To do:
Return the lines of the data below in which the string "access" occurs.

Saved entries
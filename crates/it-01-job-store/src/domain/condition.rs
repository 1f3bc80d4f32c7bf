//! Items and conditional-write expressions.

use serde_json::{Map, Value};

/// A stored item: attribute name to JSON value.
pub type Item = Map<String, Value>;

/// Read consistency requested by the caller.
#[derive(Debug, Clone, Copy, Default, PartialEq, Eq)]
pub enum ReadConsistency {
    #[default]
    Eventual,
    Strong,
}

/// Precondition evaluated atomically with a write.
#[derive(Debug, Clone, PartialEq, Eq, Default)]
pub enum Condition {
    /// Unconditional.
    #[default]
    None,
    /// The key must already hold an item.
    KeyExists,
    /// The key must not hold an item.
    KeyNotExists,
    /// The key must hold an item whose `attribute` equals one of `any_of`.
    KeyExistsWith { attribute: String, any_of: Vec<Value> },
}

impl Condition {
    pub fn attribute_in<I, V>(attribute: impl Into<String>, values: I) -> Self
    where
        I: IntoIterator<Item = V>,
        V: Into<Value>,
    {
        Self::KeyExistsWith {
            attribute: attribute.into(),
            any_of: values.into_iter().map(Into::into).collect(),
        }
    }

    /// Evaluate against the current item (if any).
    #[must_use]
    pub fn evaluate(&self, existing: Option<&Item>) -> bool {
        match (self, existing) {
            (Self::None, _) => true,
            (Self::KeyExists, existing) => existing.is_some(),
            (Self::KeyNotExists, existing) => existing.is_none(),
            (Self::KeyExistsWith { .. }, None) => false,
            (Self::KeyExistsWith { attribute, any_of }, Some(item)) => item
                .get(attribute)
                .is_some_and(|value| any_of.contains(value)),
        }
    }
}
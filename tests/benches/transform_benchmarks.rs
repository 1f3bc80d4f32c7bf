//! # Image-Transform Benchmarks
//!
//! | Component | Operation |
//! |-----------|-----------|
//! | it-04 Transform Worker | filter chain per image size |
//! | it-04 Transform Worker | bounded decode + encode |
//! | it-02 Object Storage | capability presign / verify |

use criterion::{black_box, criterion_group, criterion_main, BenchmarkId, Criterion, Throughput};
use image::{Rgba, RgbaImage};
use std::sync::Arc;
use std::time::Duration;

use it_02_object_storage::{CapabilityClaims, CapabilitySigner, SystemTimeSource};
use it_04_transform_worker::{decode_bounded, encode, DimensionLimits, FilterRegistry};
use shared_types::{CapabilityOperation, ContentType, Transform};

fn sample(side: u32) -> RgbaImage {
    RgbaImage::from_fn(side, side, |x, y| {
        Rgba([(x % 256) as u8, (y % 256) as u8, ((x ^ y) % 256) as u8, 255])
    })
}

// ============================================================================
// it-04: Filter chains
// ============================================================================

fn bench_filter_chain(c: &mut Criterion) {
    let mut group = c.benchmark_group("it-04-filter-chain");
    group.measurement_time(Duration::from_secs(5));

    let registry = FilterRegistry::standard();
    let chains: [(&str, Vec<Transform>); 3] = [
        ("grayscale", vec![Transform::named("grayscale")]),
        (
            "grayscale_sepia_invert",
            vec![
                Transform::named("grayscale"),
                Transform::named("sepia"),
                Transform::named("invert"),
            ],
        ),
        ("median_2", vec![Transform::new("median", ["2"])]),
    ];

    for side in [64u32, 256, 512] {
        let image = sample(side);
        group.throughput(Throughput::Elements(u64::from(side * side)));
        for (name, chain) in &chains {
            group.bench_with_input(BenchmarkId::new(*name, side), &image, |b, image| {
                b.iter(|| black_box(registry.apply_chain(image.clone(), chain).is_ok()))
            });
        }
    }
    group.finish();
}

// ============================================================================
// it-04: Codec
// ============================================================================

fn bench_codec(c: &mut Criterion) {
    let mut group = c.benchmark_group("it-04-codec");

    let image = sample(256);
    for content_type in [ContentType::Png, ContentType::Jpeg] {
        let encoded = encode(image.clone(), content_type).unwrap_or_default();
        group.throughput(Throughput::Bytes(encoded.len() as u64));
        group.bench_function(BenchmarkId::new("decode", content_type.suffix()), |b| {
            b.iter(|| black_box(decode_bounded(&encoded, DimensionLimits::default()).is_ok()))
        });
        group.bench_function(BenchmarkId::new("encode", content_type.suffix()), |b| {
            b.iter(|| black_box(encode(image.clone(), content_type).is_ok()))
        });
    }
    group.finish();
}

// ============================================================================
// it-02: Capabilities
// ============================================================================

fn bench_capabilities(c: &mut Criterion) {
    let mut group = c.benchmark_group("it-02-capability");

    let Ok(signer) = CapabilitySigner::new(&[7u8; 32], "http://bench", Arc::new(SystemTimeSource))
    else {
        return;
    };
    let ttl = Duration::from_secs(60);
    let key = "image-00000000-0000-0000-0000-000000000000.png";

    group.bench_function("presign", |b| {
        b.iter(|| black_box(signer.presign(CapabilityOperation::Write, "input", key, ttl)))
    });

    let cap = signer.presign(CapabilityOperation::Read, "output", key, ttl);
    let claims = CapabilityClaims {
        operation: cap.operation.as_str().to_string(),
        expires_at: cap.expires_at,
        signature: cap.signature,
    };
    group.bench_function("verify", |b| {
        b.iter(|| {
            black_box(
                signer
                    .verify(CapabilityOperation::Read, "output", key, &claims)
                    .is_ok(),
            )
        })
    });
    group.finish();
}

criterion_group!(benches, bench_filter_chain, bench_codec, bench_capabilities);
criterion_main!(benches);
//! # Domain Layer
//!
//! - `capability` - Capability signing and verification
//! - `errors` - Domain error types

pub mod capability;
pub mod errors;
//! Per-request wall-clock budget.
//!
//! A request that outlives the budget is answered with 504. The handler
//! future is dropped; any write it already issued stands.

use crate::domain::config::TimeoutConfig;
use crate::domain::error::ApiError;
use axum::{
    body::Body,
    http::Request,
    response::{IntoResponse, Response},
};
use std::time::Duration;
use tokio::time::timeout;
use tower::{Layer, Service};
use tracing::warn;

#[derive(Clone)]
pub struct TimeoutLayer {
    budget: Duration,
}

impl TimeoutLayer {
    pub fn new(config: &TimeoutConfig) -> Self {
        Self {
            budget: config.request,
        }
    }
}

impl<S> Layer<S> for TimeoutLayer {
    type Service = TimeoutService<S>;

    fn layer(&self, inner: S) -> Self::Service {
        TimeoutService {
            inner,
            budget: self.budget,
        }
    }
}

#[derive(Clone)]
pub struct TimeoutService<S> {
    inner: S,
    budget: Duration,
}

impl<S> Service<Request<Body>> for TimeoutService<S>
where
    S: Service<Request<Body>, Response = Response> + Clone + Send + 'static,
    S::Future: Send,
{
    type Response = Response;
    type Error = S::Error;
    type Future = std::pin::Pin<
        Box<dyn std::future::Future<Output = Result<Self::Response, Self::Error>> + Send>,
    >;

    fn poll_ready(
        &mut self,
        cx: &mut std::task::Context<'_>,
    ) -> std::task::Poll<Result<(), Self::Error>> {
        self.inner.poll_ready(cx)
    }

    fn call(&mut self, req: Request<Body>) -> Self::Future {
        let budget = self.budget;
        let path = req.uri().path().to_string();
        let mut inner = self.inner.clone();

        Box::pin(async move {
            match timeout(budget, inner.call(req)).await {
                Ok(result) => result,
                Err(_) => {
                    warn!(path, timeout_ms = budget.as_millis() as u64, "Request timed out");
                    Ok(ApiError::timeout().into_response())
                }
            }
        })
    }
}
//! Capability tokens.
//!
//! A capability grants exactly one operation on exactly one object until
//! `expires_at`. Signing and verification live in `it-02-object-storage`.

use serde::{Deserialize, Serialize};
use std::fmt;

/// The single operation a capability grants.
#[derive(Debug, Clone, Copy, PartialEq, Eq, Hash, Serialize, Deserialize)]
#[serde(rename_all = "lowercase")]
pub enum CapabilityOperation {
    Read,
    Write,
}

impl CapabilityOperation {
    #[must_use]
    pub const fn as_str(&self) -> &'static str {
        match self {
            Self::Read => "read",
            Self::Write => "write",
        }
    }

    /// HTTP verb accepted for this operation.
    #[must_use]
    pub const fn http_method(&self) -> &'static str {
        match self {
            Self::Read => "GET",
            Self::Write => "PUT",
        }
    }

    #[must_use]
    pub fn parse(raw: &str) -> Option<Self> {
        match raw {
            "read" => Some(Self::Read),
            "write" => Some(Self::Write),
            _ => None,
        }
    }
}

impl fmt::Display for CapabilityOperation {
    fn fmt(&self, f: &mut fmt::Formatter<'_>) -> fmt::Result {
        f.write_str(self.as_str())
    }
}

/// A signed, time-boxed, single-object grant.
#[derive(Debug, Clone, PartialEq, Eq, Serialize, Deserialize)]
pub struct Capability {
    pub operation: CapabilityOperation,
    pub bucket: String,
    pub object_key: String,
    /// Unix seconds after which the capability is rejected.
    pub expires_at: u64,
    /// Hex HMAC-SHA256.
    pub signature: String,
    /// Fully-qualified URL presented by the client.
    pub url: String,
}

impl Capability {
    #[must_use]
    pub fn is_expired(&self, now_secs: u64) -> bool {
        now_secs > self.expires_at
    }
}
//! # Image Transform Node Runtime
//!
//! Builds every pipeline component once and runs them in one process.
//!
//! ## Startup Sequence
//!
//! 1. Load configuration from the environment
//! 2. Validate the signing secret is not default
//! 3. Build the container (job store, object store, queues, components)
//! 4. Start the transform and dead-letter pollers
//! 5. Serve the API gateway
//!
//! ## Modular Structure
//!
//! - `container/` - Configuration and component wiring
//! - `runtime.rs` - Task lifecycle and graceful shutdown

pub mod container;
pub mod runtime;

pub use container::{ConfigError, Container, ContainerError, NodeConfig};
pub use runtime::NodeRuntime;
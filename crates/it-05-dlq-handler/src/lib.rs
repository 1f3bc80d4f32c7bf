//! # DLQ Handler (it-05)
//!
//! Consumes notifications that exhausted their redelivery budget and marks
//! every referenced job `broken`.
//!
//! - A missing record is an error for that message only.
//! - All errors of a batch are collected and reported together once the
//!   batch is done.
//! - Nothing is ever re-enqueued: the dead-letter queue is terminal.

use async_trait::async_trait;
use it_01_job_store::{JobStore, JobStoreError};
use shared_bus::{BatchHandler, BatchResponse, Delivery};
use shared_types::{ObjectId, StorageEvent};
use std::fmt;
use thiserror::Error;
use tracing::{error, info, warn};
use uuid::Uuid;

/// Failure for one dead-lettered message.
#[derive(Debug, Error, Clone, PartialEq, Eq)]
pub enum DlqError {
    #[error("message {message_id}: body is not a storage event: {reason}")]
    Malformed { message_id: Uuid, reason: String },

    #[error("message {message_id}: failed to mark {object_id} broken: {source}")]
    MarkBroken {
        message_id: Uuid,
        object_id: ObjectId,
        #[source]
        source: JobStoreError,
    },
}

/// Every failure of one batch, reported jointly.
#[derive(Debug, Error, Clone, PartialEq, Eq)]
pub struct DlqBatchError {
    pub errors: Vec<DlqError>,
}

impl fmt::Display for DlqBatchError {
    fn fmt(&self, f: &mut fmt::Formatter<'_>) -> fmt::Result {
        for (i, err) in self.errors.iter().enumerate() {
            if i > 0 {
                f.write_str("\n")?;
            }
            write!(f, "{err}")?;
        }
        Ok(())
    }
}

pub struct DlqHandler {
    jobs: JobStore,
}

impl DlqHandler {
    pub fn new(jobs: JobStore) -> Self {
        Self { jobs }
    }

    /// Mark every job referenced by `batch` broken.
    ///
    /// Returns the number of records marked.
    pub async fn handle(&self, batch: &[Delivery]) -> Result<usize, DlqBatchError> {
        let mut errors = Vec::new();
        let mut marked = 0;

        for delivery in batch {
            let event = match StorageEvent::from_json(&delivery.body) {
                Ok(event) => event,
                Err(e) => {
                    errors.push(DlqError::Malformed {
                        message_id: delivery.message_id,
                        reason: e.to_string(),
                    });
                    continue;
                }
            };

            for record in &event.records {
                let object_id = ObjectId::new(record.s3.object.key.as_str());
                match self.jobs.mark_broken(&object_id).await {
                    Ok(()) => {
                        warn!(object_id = %object_id, message_id = %delivery.message_id, "Job marked broken");
                        marked += 1;
                    }
                    Err(source) => errors.push(DlqError::MarkBroken {
                        message_id: delivery.message_id,
                        object_id,
                        source,
                    }),
                }
            }
        }

        if errors.is_empty() {
            Ok(marked)
        } else {
            Err(DlqBatchError { errors })
        }
    }
}

#[async_trait]
impl BatchHandler for DlqHandler {
    async fn handle_batch(&self, batch: Vec<Delivery>) -> BatchResponse {
        match self.handle(&batch).await {
            Ok(marked) => info!(size = batch.len(), marked, "Dead-letter batch handled"),
            Err(e) => error!(
                size = batch.len(),
                failures = e.errors.len(),
                error = %e,
                "Dead-letter batch finished with errors"
            ),
        }
        // Dead letters are never redelivered.
        BatchResponse::success()
    }
}
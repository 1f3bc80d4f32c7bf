//! # Topic
//!
//! Fans every published body out to each subscribed queue.

use crate::queue::InMemoryQueue;
use async_trait::async_trait;
use parking_lot::RwLock;
use std::sync::atomic::{AtomicU64, Ordering};
use std::sync::Arc;
use tracing::{debug, warn};

/// Trait for publishing notification bodies.
///
/// Object storage holds one of these to announce newly created objects.
#[async_trait]
pub trait MessagePublisher: Send + Sync {
    /// Publish a body.
    ///
    /// # Returns
    ///
    /// The number of queues that received it.
    async fn publish(&self, body: String) -> usize;

    /// Total bodies published.
    fn messages_published(&self) -> u64;
}

/// In-memory fan-out topic.
pub struct Topic {
    name: String,
    subscribers: RwLock<Vec<Arc<InMemoryQueue>>>,
    messages_published: AtomicU64,
}

impl Topic {
    #[must_use]
    pub fn new(name: impl Into<String>) -> Self {
        Self {
            name: name.into(),
            subscribers: RwLock::new(Vec::new()),
            messages_published: AtomicU64::new(0),
        }
    }

    /// Subscribe a queue to this topic.
    pub fn subscribe(&self, queue: Arc<InMemoryQueue>) {
        debug!(topic = %self.name, queue = %queue.name(), "Queue subscribed");
        self.subscribers.write().push(queue);
    }

    #[must_use]
    pub fn subscriber_count(&self) -> usize {
        self.subscribers.read().len()
    }

    #[must_use]
    pub fn name(&self) -> &str {
        &self.name
    }
}

#[async_trait]
impl MessagePublisher for Topic {
    async fn publish(&self, body: String) -> usize {
        // Always increment counter (publish was attempted)
        self.messages_published.fetch_add(1, Ordering::Relaxed);

        let subscribers = self.subscribers.read().clone();
        if subscribers.is_empty() {
            warn!(topic = %self.name, "Message dropped (no subscribers)");
            return 0;
        }

        for queue in &subscribers {
            queue.send(body.clone());
        }
        debug!(topic = %self.name, receivers = subscribers.len(), "Message published");
        subscribers.len()
    }

    fn messages_published(&self) -> u64 {
        self.messages_published.load(Ordering::Relaxed)
    }
}
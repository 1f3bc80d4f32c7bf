//! # Transform Worker (it-04)
//!
//! Consumes batches of object-created notifications and, per item:
//!
//! ```text
//! parse envelope ─→ bucket/size guard ─→ fetch bytes ─→ probe header ─→ decode
//!       ─→ load job record ─→ apply filter chain ─→ encode ─→ write output
//!       ─→ status = processed
//! ```
//!
//! Every item succeeds or fails on its own. Failures are reported per item so
//! the queue redelivers only those; the queue, not the worker, bounds
//! redelivery.
//!
//! ## Modules
//!
//! - `filters` - Filter registry: name → `(image, params) → image | error`
//! - `codec` - Bounded decode and content-type driven encode
//! - `worker` - Batch handler

pub mod codec;
pub mod errors;
pub mod filters;
pub mod worker;

pub use codec::{decode_bounded, encode, DimensionLimits};
pub use errors::{ChainError, FilterError, WorkerError};
pub use filters::{FilterFn, FilterRegistry, RESERVED_QUALITY};
pub use worker::{TransformWorker, WorkerConfig};
pub use shared_types::{MAX_IMAGE_HEIGHT, MAX_IMAGE_SIZE_BYTES, MAX_IMAGE_WIDTH};
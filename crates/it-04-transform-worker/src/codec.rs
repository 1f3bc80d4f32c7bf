//! Bounded decode and content-type driven encode.
//!
//! The header is probed before any pixel is decoded, so an oversized image
//! is rejected without allocating its frame buffer.

use crate::errors::WorkerError;
use crate::{MAX_IMAGE_HEIGHT, MAX_IMAGE_WIDTH};
use image::{DynamicImage, ImageFormat, ImageReader, RgbaImage};
use shared_types::ContentType;
use std::io::Cursor;

/// Maximum accepted image dimensions.
#[derive(Debug, Clone, Copy, PartialEq, Eq)]
pub struct DimensionLimits {
    pub max_width: u32,
    pub max_height: u32,
}

impl Default for DimensionLimits {
    fn default() -> Self {
        Self {
            max_width: MAX_IMAGE_WIDTH,
            max_height: MAX_IMAGE_HEIGHT,
        }
    }
}

impl DimensionLimits {
    #[must_use]
    pub fn admits(&self, width: u32, height: u32) -> bool {
        width <= self.max_width && height <= self.max_height
    }
}

fn reader(bytes: &[u8]) -> Result<ImageReader<Cursor<&[u8]>>, WorkerError> {
    ImageReader::new(Cursor::new(bytes))
        .with_guessed_format()
        .map_err(|e| WorkerError::Probe(e.to_string()))
}

/// Probe the header, enforce `limits`, then decode to RGBA.
pub fn decode_bounded(bytes: &[u8], limits: DimensionLimits) -> Result<RgbaImage, WorkerError> {
    let (width, height) = reader(bytes)?
        .into_dimensions()
        .map_err(|e| WorkerError::Probe(e.to_string()))?;

    if !limits.admits(width, height) {
        return Err(WorkerError::DimensionsExceeded {
            width,
            height,
            max_width: limits.max_width,
            max_height: limits.max_height,
        });
    }

    let image = reader(bytes)?
        .decode()
        .map_err(|e| WorkerError::Decode(e.to_string()))?;
    Ok(image.to_rgba8())
}

/// Encode with the codec for `content_type`.
///
/// JPEG has no alpha channel, so the frame is flattened to RGB first.
pub fn encode(image: RgbaImage, content_type: ContentType) -> Result<Vec<u8>, WorkerError> {
    let (frame, format) = match content_type {
        ContentType::Jpg | ContentType::Jpeg => (
            DynamicImage::ImageRgb8(DynamicImage::ImageRgba8(image).to_rgb8()),
            ImageFormat::Jpeg,
        ),
        ContentType::Png => (DynamicImage::ImageRgba8(image), ImageFormat::Png),
        ContentType::Gif => (DynamicImage::ImageRgba8(image), ImageFormat::Gif),
    };

    let mut out = Cursor::new(Vec::new());
    frame
        .write_to(&mut out, format)
        .map_err(|e| WorkerError::Encode(e.to_string()))?;
    Ok(out.into_inner())
}
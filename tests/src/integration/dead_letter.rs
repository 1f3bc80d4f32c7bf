//! # Redelivery Exhaustion
//!
//! With a max receive count of 1 a failed item is redriven on its next
//! receive, and the DLQ handler marks the job broken.

use axum::http::StatusCode;

use super::harness::*;
use node_runtime::NodeConfig;
use shared_types::{JobStatus, StorageEvent};

#[tokio::test]
async fn test_failed_item_is_redriven_once() {
    let p = Pipeline::new();
    let (id, url) = p.issue("photo.gif", "[]", OWNER).await;
    p.upload(&url, b"GIF89a truncated".to_vec()).await;

    // First delivery fails and is released.
    let outcome = p.run_transform().await.unwrap();
    assert_eq!(outcome.released, 1);
    assert_eq!(p.status(&id).await, Some(JobStatus::Processing));

    // Next receive moves it aside instead of delivering it.
    assert!(p.run_transform().await.is_none());
    assert!(p.container.transform_queue.is_empty());
    assert_eq!(p.container.transform_queue.stats().dead_lettered, 1);

    let outcome = p.run_dead_letter().await.unwrap();
    assert_eq!(outcome.acknowledged, 1);
    assert_eq!(p.status(&id).await, Some(JobStatus::Broken));
    assert!(p.container.dead_letter_queue.is_empty());
}

#[tokio::test]
async fn test_more_receives_delay_quarantine() {
    let mut config = NodeConfig::default();
    config.queue.max_receive_count = 3;
    let p = Pipeline::with_config(config);
    let (id, url) = p.issue("photo.png", "[]", OWNER).await;
    p.upload(&url, vec![0u8; 32]).await;

    for attempt in 1..=3 {
        let outcome = p.run_transform().await.unwrap();
        assert_eq!(outcome.released, 1, "attempt {attempt}");
        assert_eq!(p.status(&id).await, Some(JobStatus::Processing));
    }
    p.settle().await;
    assert_eq!(p.status(&id).await, Some(JobStatus::Broken));
}

#[tokio::test]
async fn test_failures_do_not_block_siblings() {
    let p = Pipeline::new();
    let (good, good_url) = p.issue("good.png", "[]", OWNER).await;
    let (bad, bad_url) = p.issue("bad.png", "[]", OWNER).await;
    p.upload(&bad_url, b"broken".to_vec()).await;
    p.upload(&good_url, png(&test_image(3, 3))).await;

    let outcome = p.run_transform().await.unwrap();
    assert_eq!(outcome.acknowledged, 1);
    assert_eq!(outcome.released, 1);

    p.settle().await;
    assert_eq!(p.status(&good).await, Some(JobStatus::Processed));
    assert_eq!(p.status(&bad).await, Some(JobStatus::Broken));
    assert_eq!(p.access(&good, OWNER).await.status(), StatusCode::OK);
    assert_eq!(p.access(&bad, OWNER).await.status(), StatusCode::BAD_REQUEST);
}

#[tokio::test]
async fn test_dead_letter_never_downgrades_processed() {
    let p = Pipeline::new();
    let (id, url) = p.issue("photo.png", "[]", OWNER).await;
    p.upload(&url, png(&test_image(2, 2))).await;
    p.settle().await;
    assert_eq!(p.status(&id).await, Some(JobStatus::Processed));

    // A late duplicate lands in the dead-letter queue.
    let body = StorageEvent::object_created("input", id.as_str(), 1, "etag", "01", "2024-01-01T00:00:00Z")
        .to_json()
        .unwrap();
    p.container.dead_letter_queue.send(body);

    let outcome = p.run_dead_letter().await.unwrap();
    assert_eq!(outcome.acknowledged, 1);
    assert_eq!(p.status(&id).await, Some(JobStatus::Processed));
}

#[tokio::test]
async fn test_malformed_dead_letter_is_dropped() {
    let p = Pipeline::new();
    p.container.dead_letter_queue.send("not an event");

    let outcome = p.run_dead_letter().await.unwrap();
    assert_eq!(outcome.acknowledged, 1);
    assert_eq!(outcome.released, 0);
    assert!(p.container.dead_letter_queue.is_empty());
}
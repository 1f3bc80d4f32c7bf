//! In-memory object store.
//!
//! Every successful write whose key matches a notification rule publishes
//! one storage notification to that rule's publisher.

use crate::domain::errors::ObjectStoreError;
use crate::ports::outbound::{ObjectStore, StoredObject};
use async_trait::async_trait;
use bytes::Bytes;
use chrono::{SecondsFormat, Utc};
use parking_lot::RwLock;
use sha2::{Digest, Sha256};
use shared_bus::MessagePublisher;
use shared_types::StorageEvent;
use std::collections::HashMap;
use std::sync::atomic::{AtomicU64, Ordering};
use std::sync::Arc;
use tracing::{debug, warn};

/// Publish a notification for objects created in `bucket` under `prefix`.
#[derive(Clone)]
pub struct NotificationRule {
    pub bucket: String,
    pub prefix: String,
    pub publisher: Arc<dyn MessagePublisher>,
}

impl NotificationRule {
    fn matches(&self, bucket: &str, key: &str) -> bool {
        self.bucket == bucket && key.starts_with(&self.prefix)
    }
}

/// In-memory buckets.
pub struct InMemoryObjectStore {
    buckets: RwLock<HashMap<String, HashMap<String, StoredObject>>>,
    rules: RwLock<Vec<NotificationRule>>,
    sequencer: AtomicU64,
}

impl InMemoryObjectStore {
    /// Create a store holding the given (empty) buckets.
    pub fn new<I, S>(buckets: I) -> Self
    where
        I: IntoIterator<Item = S>,
        S: Into<String>,
    {
        Self {
            buckets: RwLock::new(
                buckets
                    .into_iter()
                    .map(|name| (name.into(), HashMap::new()))
                    .collect(),
            ),
            rules: RwLock::new(Vec::new()),
            sequencer: AtomicU64::new(0),
        }
    }

    /// Register a creation-notification rule.
    pub fn add_notification(&self, rule: NotificationRule) {
        debug!(bucket = %rule.bucket, prefix = %rule.prefix, "Notification rule added");
        self.rules.write().push(rule);
    }

    #[must_use]
    pub fn contains(&self, bucket: &str, key: &str) -> bool {
        self.buckets
            .read()
            .get(bucket)
            .is_some_and(|objects| objects.contains_key(key))
    }

    #[must_use]
    pub fn object_count(&self, bucket: &str) -> usize {
        self.buckets.read().get(bucket).map_or(0, HashMap::len)
    }

    async fn notify(&self, bucket: &str, key: &str, size: u64, etag: &str) -> Result<(), ObjectStoreError> {
        let rules: Vec<NotificationRule> = self
            .rules
            .read()
            .iter()
            .filter(|rule| rule.matches(bucket, key))
            .cloned()
            .collect();
        if rules.is_empty() {
            return Ok(());
        }

        let sequence = self.sequencer.fetch_add(1, Ordering::SeqCst) + 1;
        let event = StorageEvent::object_created(
            bucket,
            key,
            size,
            etag,
            format!("{sequence:016X}"),
            Utc::now().to_rfc3339_opts(SecondsFormat::Millis, true),
        );
        let body = event.to_json().map_err(|e| ObjectStoreError::Notification {
            message: e.to_string(),
        })?;

        for rule in rules {
            let receivers = rule.publisher.publish(body.clone()).await;
            if receivers == 0 {
                warn!(bucket, key, "Object-created notification had no receivers");
            }
        }
        Ok(())
    }
}

#[async_trait]
impl ObjectStore for InMemoryObjectStore {
    async fn put_object(
        &self,
        bucket: &str,
        key: &str,
        body: Bytes,
        content_type: Option<&str>,
    ) -> Result<(), ObjectStoreError> {
        let etag = hex::encode(Sha256::digest(&body));
        let size = body.len() as u64;
        {
            let mut buckets = self.buckets.write();
            let objects = buckets
                .get_mut(bucket)
                .ok_or_else(|| ObjectStoreError::NoSuchBucket {
                    bucket: bucket.to_string(),
                })?;
            objects.insert(
                key.to_string(),
                StoredObject {
                    body,
                    content_type: content_type.map(str::to_string),
                    etag: etag.clone(),
                },
            );
        }
        debug!(bucket, key, size, "Object stored");

        self.notify(bucket, key, size, &etag).await
    }

    async fn get_object(&self, bucket: &str, key: &str) -> Result<StoredObject, ObjectStoreError> {
        let buckets = self.buckets.read();
        let objects = buckets
            .get(bucket)
            .ok_or_else(|| ObjectStoreError::NoSuchBucket {
                bucket: bucket.to_string(),
            })?;
        objects
            .get(key)
            .cloned()
            .ok_or_else(|| ObjectStoreError::NoSuchKey {
                bucket: bucket.to_string(),
                key: key.to_string(),
            })
    }
}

Answer box:
    assert_eq!(p.access(&good, OWNER).await.status(), StatusCode::OK);
    assert_eq!(p.access(&bad, OWNER).await.status(), StatusCode::BAD_REQUEST);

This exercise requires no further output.